> TASK DESCRIPTION
Restate the full set of records exactly, without adding or dropping a word.

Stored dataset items

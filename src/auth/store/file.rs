//! JSON-file storage backend
//!
//! All keys live in a single JSON object. Every update rewrites the whole
//! file through a temporary sibling and a rename, so readers never observe a
//! half-written token pair.

use std::collections::BTreeMap;
use std::path::{Path, PathBuf};
use std::sync::Mutex;

use directories::ProjectDirs;

use crate::auth::store::StorageBackend;
use crate::error::{ClientError, Result};

/// File name used inside the data directory.
pub const CREDENTIALS_FILE: &str = "credentials.json";

type Entries = BTreeMap<String, String>;

/// Backend persisting credentials to a JSON file.
#[derive(Debug)]
pub struct FileBackend {
    path: PathBuf,
    // Serializes read-modify-write cycles within this process.
    lock: Mutex<()>,
}

impl FileBackend {
    /// Creates a backend in the platform data directory.
    ///
    /// The `UNIONSITE_CREDENTIALS_FILE` environment variable overrides the
    /// location, which keeps tests away from the user's real session.
    pub fn new() -> Result<Self> {
        if let Ok(override_path) = std::env::var("UNIONSITE_CREDENTIALS_FILE") {
            return Self::new_with_path(override_path);
        }

        let proj_dirs = ProjectDirs::from("org", "unionsite", "unionsite")
            .ok_or_else(|| ClientError::Storage("Could not determine data directory".into()))?;

        Self::new_with_path(proj_dirs.data_dir().join(CREDENTIALS_FILE))
    }

    /// Creates a backend that uses the given file.
    ///
    /// The parent directory is created if needed; the file itself is only
    /// created on the first write.
    ///
    /// # Examples
    ///
    /// ```
    /// use unionsite::auth::store::{FileBackend, StorageBackend};
    ///
    /// let dir = tempfile::tempdir().unwrap();
    /// let backend = FileBackend::new_with_path(dir.path().join("creds.json")).unwrap();
    /// backend.set("accessToken", "T1").unwrap();
    /// assert_eq!(backend.get("accessToken").unwrap().as_deref(), Some("T1"));
    /// ```
    pub fn new_with_path<P: Into<PathBuf>>(path: P) -> Result<Self> {
        let path = path.into();
        if let Some(parent) = path.parent() {
            if !parent.as_os_str().is_empty() {
                std::fs::create_dir_all(parent).map_err(|e| {
                    ClientError::Storage(format!(
                        "Failed to create credentials directory {}: {}",
                        parent.display(),
                        e
                    ))
                })?;
            }
        }
        Ok(Self {
            path,
            lock: Mutex::new(()),
        })
    }

    /// Path of the backing file.
    pub fn path(&self) -> &Path {
        &self.path
    }

    fn read_entries(&self) -> Result<Entries> {
        match std::fs::read_to_string(&self.path) {
            Ok(contents) if contents.trim().is_empty() => Ok(Entries::new()),
            Ok(contents) => serde_json::from_str(&contents).map_err(|e| {
                ClientError::Storage(format!(
                    "Corrupt credentials file {}: {}",
                    self.path.display(),
                    e
                ))
            }),
            Err(e) if e.kind() == std::io::ErrorKind::NotFound => Ok(Entries::new()),
            Err(e) => Err(e.into()),
        }
    }

    fn write_entries(&self, entries: &Entries) -> Result<()> {
        if entries.is_empty() {
            return match std::fs::remove_file(&self.path) {
                Ok(()) => Ok(()),
                Err(e) if e.kind() == std::io::ErrorKind::NotFound => Ok(()),
                Err(e) => Err(e.into()),
            };
        }

        let json = serde_json::to_string_pretty(entries)?;
        let tmp = self.path.with_extension("json.tmp");
        write_private(&tmp, json.as_bytes())?;
        std::fs::rename(&tmp, &self.path)?;
        Ok(())
    }

    fn update<F>(&self, apply: F) -> Result<()>
    where
        F: FnOnce(&mut Entries),
    {
        let _guard = self
            .lock
            .lock()
            .map_err(|_| ClientError::Storage("credentials file lock poisoned".into()))?;
        let mut entries = self.read_entries()?;
        apply(&mut entries);
        self.write_entries(&entries)
    }
}

/// Writes `contents` to a freshly created file that is owner-only from the
/// moment it exists.
fn write_private(path: &Path, contents: &[u8]) -> Result<()> {
    use std::io::Write;

    // A leftover from an interrupted write may carry looser permissions.
    match std::fs::remove_file(path) {
        Ok(()) => {}
        Err(e) if e.kind() == std::io::ErrorKind::NotFound => {}
        Err(e) => return Err(e.into()),
    }

    let mut options = std::fs::OpenOptions::new();
    options.write(true).create_new(true);
    #[cfg(unix)]
    {
        use std::os::unix::fs::OpenOptionsExt;
        options.mode(0o600);
    }

    let mut file = options.open(path)?;
    file.write_all(contents)?;
    file.sync_all()?;
    Ok(())
}

impl StorageBackend for FileBackend {
    fn get(&self, key: &str) -> Result<Option<String>> {
        let _guard = self
            .lock
            .lock()
            .map_err(|_| ClientError::Storage("credentials file lock poisoned".into()))?;
        Ok(self.read_entries()?.remove(key))
    }

    fn set(&self, key: &str, value: &str) -> Result<()> {
        self.update(|entries| {
            entries.insert(key.to_string(), value.to_string());
        })
    }

    fn remove(&self, key: &str) -> Result<()> {
        self.update(|entries| {
            entries.remove(key);
        })
    }

    fn set_many(&self, batch: &[(&str, &str)]) -> Result<()> {
        self.update(|entries| {
            for (key, value) in batch {
                entries.insert((*key).to_string(), (*value).to_string());
            }
        })
    }

    fn remove_many(&self, keys: &[&str]) -> Result<()> {
        self.update(|entries| {
            for key in keys {
                entries.remove(*key);
            }
        })
    }
}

> RESULT OF THE TASK
filename src/auth/store/file.rs
//! JSON-file storage backend
//!
//! All keys live in a single JSON object. Every update rewrites the whole
//! file through a temporary sibling and a rename, so readers never observe a
//! half-written token pair.

use std::collections::BTreeMap;
use std::path::{Path, PathBuf};
use std::sync::Mutex;

use directories::ProjectDirs;

use crate::auth::store::StorageBackend;
use crate::error::{ClientError, Result};

/// File name used inside the data directory.
pub const CREDENTIALS_FILE: &str = "credentials.json";

type Entries = BTreeMap<String, String>;

/// Backend persisting credentials to a JSON file.
#[derive(Debug)]
pub struct FileBackend {
    path: PathBuf,
    // Serializes read-modify-write cycles within this process.
    lock: Mutex<()>,
}

impl FileBackend {
    /// Creates a backend in the platform data directory.
    ///
    /// The `UNIONSITE_CREDENTIALS_FILE` environment variable overrides the
    /// location, which keeps tests away from the user's real session.
    pub fn new() -> Result<Self> {
        if let Ok(override_path) = std::env::var("UNIONSITE_CREDENTIALS_FILE") {
            return Self::new_with_path(override_path);
        }

        let proj_dirs = ProjectDirs::from("org", "unionsite", "unionsite")
            .ok_or_else(|| ClientError::Storage("Could not determine data directory".into()))?;

        Self::new_with_path(proj_dirs.data_dir().join(CREDENTIALS_FILE))
    }

    /// Creates a backend that uses the given file.
    ///
    /// The parent directory is created if needed; the file itself is only
    /// created on the first write.
    ///
    /// # Examples
    ///
    /// ```
    /// use unionsite::auth::store::{FileBackend, StorageBackend};
    ///
    /// let dir = tempfile::tempdir().unwrap();
    /// let backend = FileBackend::new_with_path(dir.path().join("creds.json")).unwrap();
    /// backend.set("accessToken", "T1").unwrap();
    /// assert_eq!(backend.get("accessToken").unwrap().as_deref(), Some("T1"));
    /// ```
    pub fn new_with_path<P: Into<PathBuf>>(path: P) -> Result<Self> {
        let path = path.into();
        if let Some(parent) = path.parent() {
            if !parent.as_os_str().is_empty() {
                std::fs::create_dir_all(parent).map_err(|e| {
                    ClientError::Storage(format!(
                        "Failed to create credentials directory {}: {}",
                        parent.display(),
                        e
                    ))
                })?;
            }
        }
        Ok(Self {
            path,
            lock: Mutex::new(()),
        })
    }

    /// Path of the backing file.
    pub fn path(&self) -> &Path {
        &self.path
    }

    fn read_entries(&self) -> Result<Entries> {
        match std::fs::read_to_string(&self.path) {
            Ok(contents) if contents.trim().is_empty() => Ok(Entries::new()),
            Ok(contents) => serde_json::from_str(&contents).map_err(|e| {
                ClientError::Storage(format!(
                    "Corrupt credentials file {}: {}",
                    self.path.display(),
                    e
                ))
            }),
            Err(e) if e.kind() == std::io::ErrorKind::NotFound => Ok(Entries::new()),
            Err(e) => Err(e.into()),
        }
    }

    fn write_entries(&self, entries: &Entries) -> Result<()> {
        if entries.is_empty() {
            return match std::fs::remove_file(&self.path) {
                Ok(()) => Ok(()),
                Err(e) if e.kind() == std::io::ErrorKind::NotFound => Ok(()),
                Err(e) => Err(e.into()),
            };
        }

        let json = serde_json::to_string_pretty(entries)?;
        let tmp = self.path.with_extension("json.tmp");
        write_private(&tmp, json.as_bytes())?;
        std::fs::rename(&tmp, &self.path)?;
        Ok(())
    }

    fn update<F>(&self, apply: F) -> Result<()>
    where
        F: FnOnce(&mut Entries),
    {
        let _guard = self
            .lock
            .lock()
            .map_err(|_| ClientError::Storage("credentials file lock poisoned".into()))?;
        let mut entries = self.read_entries()?;
        apply(&mut entries);
        self.write_entries(&entries)
    }
}

/// Writes `contents` to a freshly created file that is owner-only from the
/// moment it exists.
fn write_private(path: &Path, contents: &[u8]) -> Result<()> {
    use std::io::Write;

    // A leftover from an interrupted write may carry looser permissions.
    match std::fs::remove_file(path) {
        Ok(()) => {}
        Err(e) if e.kind() == std::io::ErrorKind::NotFound => {}
        Err(e) => return Err(e.into()),
    }

    let mut options = std::fs::OpenOptions::new();
    options.write(true).create_new(true);
    #[cfg(unix)]
    {
        use std::os::unix::fs::OpenOptionsExt;
        options.mode(0o600);
    }

    let mut file = options.open(path)?;
    file.write_all(contents)?;
    file.sync_all()?;
    Ok(())
}

impl StorageBackend for FileBackend {
    fn get(&self, key: &str) -> Result<Option<String>> {
        let _guard = self
            .lock
            .lock()
            .map_err(|_| ClientError::Storage("credentials file lock poisoned".into()))?;
        Ok(self.read_entries()?.remove(key))
    }

    fn set(&self, key: &str, value: &str) -> Result<()> {
        self.update(|entries| {
            entries.insert(key.to_string(), value.to_string());
        })
    }

    fn remove(&self, key: &str) -> Result<()> {
        self.update(|entries| {
            entries.remove(key);
        })
    }

    fn set_many(&self, batch: &[(&str, &str)]) -> Result<()> {
        self.update(|entries| {
            for (key, value) in batch {
                entries.insert((*key).to_string(), (*value).to_string());
            }
        })
    }

    fn remove_many(&self, keys: &[&str]) -> Result<()> {
        self.update(|entries| {
            for key in keys {
                entries.remove(*key);
            }
        })
    }
}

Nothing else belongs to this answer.